_Try it_
Copy out each line of the listing that has the word "region" in it.

_Input data_
//! GeoJSON feature collections as served by the boundary dataset endpoints.
//!
//! The upstream files are conventional GeoJSON, but the property bags are
//! not uniform: canton features carry `id`/`name`, district features carry
//! `bezirksnummer`/`bezirksname`, community features carry `gemeindename`
//! plus parent numbers, and numeric fields arrive sometimes as JSON numbers
//! and sometimes as strings. Every property is therefore deserialized as an
//! optional raw [`serde_json::Value`] and normalised on access, so a single
//! malformed feature degrades to "skipped" instead of failing the whole
//! collection decode.

use serde::{Deserialize, Serialize};
use serde_json::Value;

// ---------------------------------------------------------------------------
// Collection & feature shells
// ---------------------------------------------------------------------------

/// A GeoJSON `FeatureCollection` restricted to the parts the stack reads.
#[derive(Debug, Clone, Default, Serialize, Deserialize, PartialEq)]
pub struct FeatureCollection {
    /// The member features, in upstream order.
    #[serde(default)]
    pub features: Vec<Feature>,
}

impl FeatureCollection {
    /// Number of features in the collection.
    pub fn len(&self) -> usize {
        self.features.len()
    }

    /// True when the collection carries no features at all.
    pub fn is_empty(&self) -> bool {
        self.features.is_empty()
    }
}

/// A single GeoJSON feature.
///
/// Geometry is carried opaquely: the stack never interprets coordinates,
/// but embedding map layers expect it to survive a round trip.
#[derive(Debug, Clone, Default, Serialize, Deserialize, PartialEq)]
pub struct Feature {
    /// The property bag with naming and numbering for the region.
    #[serde(default)]
    pub properties: FeatureProperties,
    /// Raw geometry, passed through untouched.
    #[serde(default, skip_serializing_if = "Option::is_none")]
    pub geometry: Option<Value>,
}

// ---------------------------------------------------------------------------
// Properties
// ---------------------------------------------------------------------------

/// The union of property fields observed across the three dataset kinds.
///
/// Each field is optional and raw; use the accessor methods rather than the
/// fields directly, since they normalise `7`, `7.0` and `" 7 "` to the same
/// `"7"`.
#[derive(Debug, Clone, Default, Serialize, Deserialize, PartialEq)]
pub struct FeatureProperties {
    /// Canton number on district and community features.
    #[serde(default, skip_serializing_if = "Option::is_none")]
    pub kantonsnummer: Option<Value>,
    /// District number on district and community features.
    #[serde(default, skip_serializing_if = "Option::is_none")]
    pub bezirksnummer: Option<Value>,
    /// Feature identifier; the canton number on canton features, the
    /// community number on community features.
    #[serde(default, skip_serializing_if = "Option::is_none")]
    pub id: Option<Value>,
    /// Generic display name, used by canton and district features.
    #[serde(default, skip_serializing_if = "Option::is_none")]
    pub name: Option<Value>,
    /// District display name on district features.
    #[serde(default, skip_serializing_if = "Option::is_none")]
    pub bezirksname: Option<Value>,
    /// Community display name on community features.
    #[serde(default, skip_serializing_if = "Option::is_none")]
    pub gemeindename: Option<Value>,
    /// Canton display name on community features.
    #[serde(default, skip_serializing_if = "Option::is_none")]
    pub kantonsname: Option<Value>,
    /// Alternate canton number key seen in some exports.
    #[serde(default, skip_serializing_if = "Option::is_none")]
    pub canton_id: Option<Value>,
    /// Alternate canton name key seen in some exports.
    #[serde(default, skip_serializing_if = "Option::is_none")]
    pub canton_name: Option<Value>,
}

impl FeatureProperties {
    /// Canton number from the primary `kantonsnummer` key.
    pub fn canton_number(&self) -> Option<String> {
        self.kantonsnummer.as_ref().and_then(normalize)
    }

    /// Canton number for a canton feature, where the feature's own `id` is
    /// the canton number: `kantonsnummer`, then `id`, then `canton_id`.
    pub fn canton_number_any(&self) -> Option<String> {
        self.canton_number()
            .or_else(|| self.feature_id())
            .or_else(|| self.canton_id.as_ref().and_then(normalize))
    }

    /// Canton display name: `name`, then `kantonsname`, then `canton_name`.
    pub fn canton_display_name(&self) -> Option<String> {
        self.name
            .as_ref()
            .and_then(normalize)
            .or_else(|| self.kantonsname.as_ref().and_then(normalize))
            .or_else(|| self.canton_name.as_ref().and_then(normalize))
    }

    /// District number from `bezirksnummer`.
    pub fn district_number(&self) -> Option<String> {
        self.bezirksnummer.as_ref().and_then(normalize)
    }

    /// The feature's own identifier from `id`.
    pub fn feature_id(&self) -> Option<String> {
        self.id.as_ref().and_then(normalize)
    }

    /// District display name: `name`, falling back to `bezirksname`.
    pub fn district_display_name(&self) -> Option<String> {
        self.name
            .as_ref()
            .and_then(normalize)
            .or_else(|| self.bezirksname.as_ref().and_then(normalize))
    }

    /// Community display name: `name`, falling back to `gemeindename`.
    pub fn community_display_name(&self) -> Option<String> {
        self.name
            .as_ref()
            .and_then(normalize)
            .or_else(|| self.gemeindename.as_ref().and_then(normalize))
    }
}

/// Normalise a raw property value to a comparable string.
///
/// Strings are trimmed and rejected when blank. Numbers are rendered as
/// integers; a fractional number has no meaning as a region number and is
/// treated as absent. Every other JSON shape is treated as absent.
fn normalize(value: &Value) -> Option<String> {
    match value {
        Value::String(s) => {
            let trimmed = s.trim();
            if trimmed.is_empty() {
                None
            } else {
                Some(trimmed.to_string())
            }
        }
        Value::Number(n) => {
            if let Some(i) = n.as_i64() {
                Some(i.to_string())
            } else if let Some(u) = n.as_u64() {
                Some(u.to_string())
            } else {
                match n.as_f64() {
                    Some(f) if f.is_finite() && f.fract() == 0.0 => {
                        Some(format!("{}", f as i64))
                    }
                    _ => None,
                }
            }
        }
        _ => None,
    }
}

// ---------------------------------------------------------------------------
// Tests
// ---------------------------------------------------------------------------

_Response to this exercise_
    /// The property bag with naming and numbering for the region.
/// integers; a fractional number has no meaning as a region number and is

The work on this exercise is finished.